On Mon, Jul 09, 2018 at 05:00:07PM +0200, Daniel Vetter wrote:
> On Mon, Jul 9, 2018 at 12:36 PM, Peter Zijlstra <peterz@...radead.org> wrote:
> > On Mon, Jul 09, 2018 at 10:36:49AM +0200, Daniel Vetter wrote:

> >>  #define for_each_node_with_cpus(node)                        \
> >>       for_each_online_node(node)                      \
> >> -             if (nr_cpus_node(node))
> >> +             for_each_if (nr_cpus_node(node))
> >
> > Not having gotten any of the other patches, I'm not really sure what
> > this does and such, but improve readability it does not :/
> 
> Patch 1 in this series, which I dumped onto lkml as a whole:
> 
> https://lkml.org/lkml/2018/7/9/179

Right, so while I don't object to being Cc'ed to the whole series, I do
mind not being Cc'ed to at least the generic bits required to understand
the patch I do have to look at.

> Imo it does improve readability for the if (!cond) {} else pattern.
> And (assuming my grep fu isn't too badly wrong) most places in the
> kernel do use this pattern in for_each macros, so I guess its a real
> thing. We've definitely hit it plenty in drm iterators (but we seem to
> like if() checks in iterator macros maybe a bit too much).
> 
> I'm happy to drop this patch tough if you deem it offensive.

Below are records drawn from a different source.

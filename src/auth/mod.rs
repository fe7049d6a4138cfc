//! Authentication: JWT issue/verify, argon2 password hashing, bearer middleware

pub mod credential;
pub mod jwt;
pub mod middleware;

pub use credential::{hash_password, verify_password};
pub use jwt::{Claims, JwtConfig, JwtError, JwtService};
pub use middleware::{CurrentAccount, require_auth};
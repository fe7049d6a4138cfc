//! Account model

use serde::{Deserialize, Serialize};
use surrealdb::RecordId;

/// Account id type
pub type AccountId = RecordId;

/// Registered user identity, as stored in the `account` table.
///
/// The password hash is deserialized for login verification but never
/// serialized back out.
#[derive(Debug, Clone, Serialize, Deserialize)]
pub struct Account {
    pub id: AccountId,
    pub username: String,
    pub email: String,
    #[serde(skip_serializing)]
    pub password_hash: String,
    pub created_at: i64,
    pub updated_at: i64,
}

/// Create account payload (already validated and hashed)
#[derive(Debug, Clone, Serialize, Deserialize)]
pub struct AccountCreate {
    pub username: String,
    pub email: String,
    pub password_hash: String,
}
//! REST side-channel routes

pub mod upload;
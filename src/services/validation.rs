//! Input validation
//!
//! Per-operation rule sets over the raw GraphQL inputs. Each validator
//! either returns a normalized payload (trimmed strings, lowercased email,
//! parsed date/enum) or fails with the ordered list of every violated
//! rule's message, not just the first. Validators never touch storage.

use async_graphql::InputObject;
use chrono::{DateTime, NaiveDate};
use validator::ValidateEmail;

use crate::db::models::{EmployeeCreate, EmployeeUpdate, Gender};
use crate::utils::{AppError, AppResult};

// ========== Field limits ==========

pub const MAX_USERNAME_LEN: usize = 100;
pub const MIN_PASSWORD_LEN: usize = 6;
pub const MIN_SALARY: f64 = 1000.0;

// ========== Raw inputs (schema shapes mirror the GraphQL surface) ==========

#[derive(Debug, Clone, InputObject)]
pub struct SignupInput {
    pub username: String,
    pub email: String,
    pub password: String,
}

#[derive(Debug, Clone, InputObject)]
#[graphql(rename_fields = "snake_case")]
pub struct AddEmployeeInput {
    pub first_name: String,
    pub last_name: String,
    pub email: String,
    pub gender: Option<String>,
    pub designation: String,
    pub salary: f64,
    pub date_of_joining: String,
    pub department: String,
    pub employee_photo: Option<String>,
}

#[derive(Debug, Clone, Default, InputObject)]
#[graphql(rename_fields = "snake_case")]
pub struct UpdateEmployeeInput {
    pub first_name: Option<String>,
    pub last_name: Option<String>,
    pub email: Option<String>,
    pub gender: Option<String>,
    pub designation: Option<String>,
    pub salary: Option<f64>,
    pub date_of_joining: Option<String>,
    pub department: Option<String>,
    pub employee_photo: Option<String>,
}

// ========== Shared rules ==========

fn required_text(value: &str, message: &str, errors: &mut Vec<String>) -> String {
    let trimmed = value.trim();
    if trimmed.is_empty() {
        errors.push(message.to_string());
    }
    trimmed.to_string()
}

fn checked_email(value: &str, errors: &mut Vec<String>) -> String {
    let email = value.trim().to_lowercase();
    if email.is_empty() {
        errors.push("Email is required".to_string());
    } else if !email.validate_email() {
        errors.push("Email must be valid".to_string());
    }
    email
}

fn checked_gender(value: &str, errors: &mut Vec<String>) -> Option<Gender> {
    match value.parse::<Gender>() {
        Ok(gender) => Some(gender),
        Err(()) => {
            errors.push("Gender must be Male, Female, or Other".to_string());
            None
        }
    }
}

fn checked_salary(value: f64, errors: &mut Vec<String>) {
    if !(value >= MIN_SALARY) {
        errors.push("Salary must be at least 1000".to_string());
    }
}

/// Accepts `YYYY-MM-DD` or a full RFC 3339 timestamp
fn checked_date(value: &str, errors: &mut Vec<String>) -> Option<NaiveDate> {
    let raw = value.trim();
    if raw.is_empty() {
        errors.push("Date of joining is required".to_string());
        return None;
    }
    let parsed = NaiveDate::parse_from_str(raw, "%Y-%m-%d")
        .ok()
        .or_else(|| DateTime::parse_from_rfc3339(raw).ok().map(|d| d.date_naive()));
    if parsed.is_none() {
        errors.push("Date of joining must be a valid date".to_string());
    }
    parsed
}

fn trimmed_photo(value: String) -> Option<String> {
    let trimmed = value.trim().to_string();
    if trimmed.is_empty() { None } else { Some(trimmed) }
}

fn finish<T>(errors: Vec<String>, value: T) -> AppResult<T> {
    if errors.is_empty() {
        Ok(value)
    } else {
        Err(AppError::Validation(errors))
    }
}

// ========== Per-operation validators ==========

/// Login: key non-empty after trim, password present
pub fn validate_login(username_or_email: &str, password: &str) -> AppResult<(String, String)> {
    let mut errors = Vec::new();
    let key = username_or_email.trim().to_string();
    if key.is_empty() {
        errors.push("Username or email is required".to_string());
    }
    if password.is_empty() {
        errors.push("Password is required".to_string());
    }
    finish(errors, (key, password.to_string()))
}

/// Signup: username 1–100 chars, valid lowercased email, password ≥ 6 chars
pub fn validate_signup(input: SignupInput) -> AppResult<SignupInput> {
    let mut errors = Vec::new();

    let username = input.username.trim().to_string();
    if username.is_empty() {
        errors.push("Username is required".to_string());
    } else if username.chars().count() > MAX_USERNAME_LEN {
        errors.push("Username must be between 1 and 100 characters".to_string());
    }

    let email = checked_email(&input.email, &mut errors);

    if input.password.is_empty() {
        errors.push("Password is required".to_string());
    } else if input.password.chars().count() < MIN_PASSWORD_LEN {
        errors.push("Password must be at least 6 characters".to_string());
    }

    finish(
        errors,
        SignupInput {
            username,
            email,
            password: input.password,
        },
    )
}

/// Add employee: all required fields, salary floor, calendar date, gender enum
pub fn validate_new_employee(input: AddEmployeeInput) -> AppResult<EmployeeCreate> {
    let mut errors = Vec::new();

    let first_name = required_text(&input.first_name, "First name is required", &mut errors);
    let last_name = required_text(&input.last_name, "Last name is required", &mut errors);
    let email = checked_email(&input.email, &mut errors);
    let gender = input
        .gender
        .as_deref()
        .and_then(|g| checked_gender(g, &mut errors));
    let designation = required_text(&input.designation, "Designation is required", &mut errors);
    checked_salary(input.salary, &mut errors);
    let date_of_joining = checked_date(&input.date_of_joining, &mut errors);
    let department = required_text(&input.department, "Department is required", &mut errors);
    let employee_photo = input.employee_photo.and_then(trimmed_photo);

    finish(
        errors,
        EmployeeCreate {
            first_name,
            last_name,
            email,
            gender,
            designation,
            salary: input.salary,
            date_of_joining: date_of_joining.unwrap_or_default(),
            department,
            employee_photo,
        },
    )
}

/// Update employee: every field optional; present fields follow the
/// add-employee rules, absent fields stay untouched downstream.
pub fn validate_employee_patch(input: UpdateEmployeeInput) -> AppResult<EmployeeUpdate> {
    let mut errors = Vec::new();

    let first_name = input
        .first_name
        .map(|v| required_text(&v, "First name is required", &mut errors));
    let last_name = input
        .last_name
        .map(|v| required_text(&v, "Last name is required", &mut errors));
    let email = input.email.map(|v| checked_email(&v, &mut errors));
    let gender = input
        .gender
        .as_deref()
        .and_then(|g| checked_gender(g, &mut errors));
    let designation = input
        .designation
        .map(|v| required_text(&v, "Designation is required", &mut errors));
    if let Some(salary) = input.salary {
        checked_salary(salary, &mut errors);
    }
    let date_of_joining = input
        .date_of_joining
        .as_deref()
        .and_then(|v| checked_date(v, &mut errors));
    let department = input
        .department
        .map(|v| required_text(&v, "Department is required", &mut errors));
    let employee_photo = input.employee_photo.and_then(trimmed_photo);

    finish(
        errors,
        EmployeeUpdate {
            first_name,
            last_name,
            email,
            gender,
            designation,
            salary: input.salary,
            date_of_joining,
            department,
            employee_photo,
        },
    )
}

#[cfg(test)]
mod tests {
    use super::*;

    fn add_input() -> AddEmployeeInput {
        AddEmployeeInput {
            first_name: "Ann".to_string(),
            last_name: "Lee".to_string(),
            email: "Ann@X.com".to_string(),
            gender: None,
            designation: "Dev".to_string(),
            salary: 50000.0,
            date_of_joining: "2024-01-01".to_string(),
            department: "Eng".to_string(),
            employee_photo: None,
        }
    }

    #[test]
    fn signup_collects_every_violation_in_order() {
        let err = validate_signup(SignupInput {
            username: "  ".to_string(),
            email: "not-an-email".to_string(),
            password: "abc".to_string(),
        })
        .unwrap_err();

        match err {
            AppError::Validation(messages) => {
                assert_eq!(
                    messages,
                    vec![
                        "Username is required",
                        "Email must be valid",
                        "Password must be at least 6 characters",
                    ]
                );
            }
            other => panic!("expected Validation, got {other:?}"),
        }
    }

    #[test]
    fn signup_normalizes_username_and_email() {
        let valid = validate_signup(SignupInput {
            username: "  ann  ".to_string(),
            email: "  Ann@X.Com ".to_string(),
            password: "secret1".to_string(),
        })
        .unwrap();

        assert_eq!(valid.username, "ann");
        assert_eq!(valid.email, "ann@x.com");
    }

    #[test]
    fn login_requires_both_fields() {
        let err = validate_login("  ", "").unwrap_err();
        match err {
            AppError::Validation(messages) => assert_eq!(
                messages,
                vec!["Username or email is required", "Password is required"]
            ),
            other => panic!("expected Validation, got {other:?}"),
        }
        assert!(validate_login("ann", "pw").is_ok());
    }

    #[test]
    fn salary_floor_is_inclusive() {
        let mut input = add_input();
        input.salary = 999.0;
        assert!(validate_new_employee(input).is_err());

        let mut input = add_input();
        input.salary = 1000.0;
        assert!(validate_new_employee(input).is_ok());
    }

    #[test]
    fn new_employee_is_normalized() {
        let created = validate_new_employee(add_input()).unwrap();
        assert_eq!(created.email, "ann@x.com");
        assert_eq!(
            created.date_of_joining,
            NaiveDate::from_ymd_opt(2024, 1, 1).unwrap()
        );
    }

    #[test]
    fn gender_is_checked_only_when_supplied() {
        let mut input = add_input();
        input.gender = Some("Robot".to_string());
        let err = validate_new_employee(input).unwrap_err();
        match err {
            AppError::Validation(messages) => {
                assert_eq!(messages, vec!["Gender must be Male, Female, or Other"])
            }
            other => panic!("expected Validation, got {other:?}"),
        }

        let mut input = add_input();
        input.gender = Some("Female".to_string());
        assert_eq!(
            validate_new_employee(input).unwrap().gender,
            Some(Gender::Female)
        );
    }

    #[test]
    fn patch_validates_only_supplied_fields() {
        let patch = validate_employee_patch(UpdateEmployeeInput {
            salary: Some(2000.0),
            ..Default::default()
        })
        .unwrap();
        assert_eq!(patch.salary, Some(2000.0));
        assert!(patch.first_name.is_none());
        assert!(patch.email.is_none());

        let err = validate_employee_patch(UpdateEmployeeInput {
            salary: Some(500.0),
            email: Some("broken".to_string()),
            ..Default::default()
        })
        .unwrap_err();
        match err {
            AppError::Validation(messages) => assert_eq!(
                messages,
                vec!["Email must be valid", "Salary must be at least 1000"]
            ),
            other => panic!("expected Validation, got {other:?}"),
        }
    }

    #[test]
    fn rfc3339_joining_dates_are_accepted() {
        let mut input = add_input();
        input.date_of_joining = "2024-01-01T09:30:00Z".to_string();
        let created = validate_new_employee(input).unwrap();
        assert_eq!(
            created.date_of_joining,
            NaiveDate::from_ymd_opt(2024, 1, 1).unwrap()
        );

        let mut input = add_input();
        input.date_of_joining = "yesterday".to_string();
        assert!(validate_new_employee(input).is_err());
    }
}
//! Storage models for the two collections

pub mod account;
pub mod employee;

pub use account::{Account, AccountCreate, AccountId};
pub use employee::{Employee, EmployeeCreate, EmployeeId, EmployeeUpdate, Gender};
//! Core: configuration, shared state, HTTP server

pub mod config;
pub mod server;
pub mod state;

pub use config::Config;
pub use server::Server;
pub use state::ServerState;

I'd just like to understand it better; what compiler complains about
this and is the warning otherwise useful? These things don't seem
mentioned in that initial patch either.

IOW I suppose I'm asking for the justification of this churn. If it's
really needed and useful so be it, but so far I'm not seeing any.

At a while guess I'd say this is something new in gcc-8 (and while I
have that installed on some machines, it doesn't seem to be the default,
and so I've not actually seen its output). But is the warning actually
useful, should we not just kill the warning like we tend to do some
really silly ones.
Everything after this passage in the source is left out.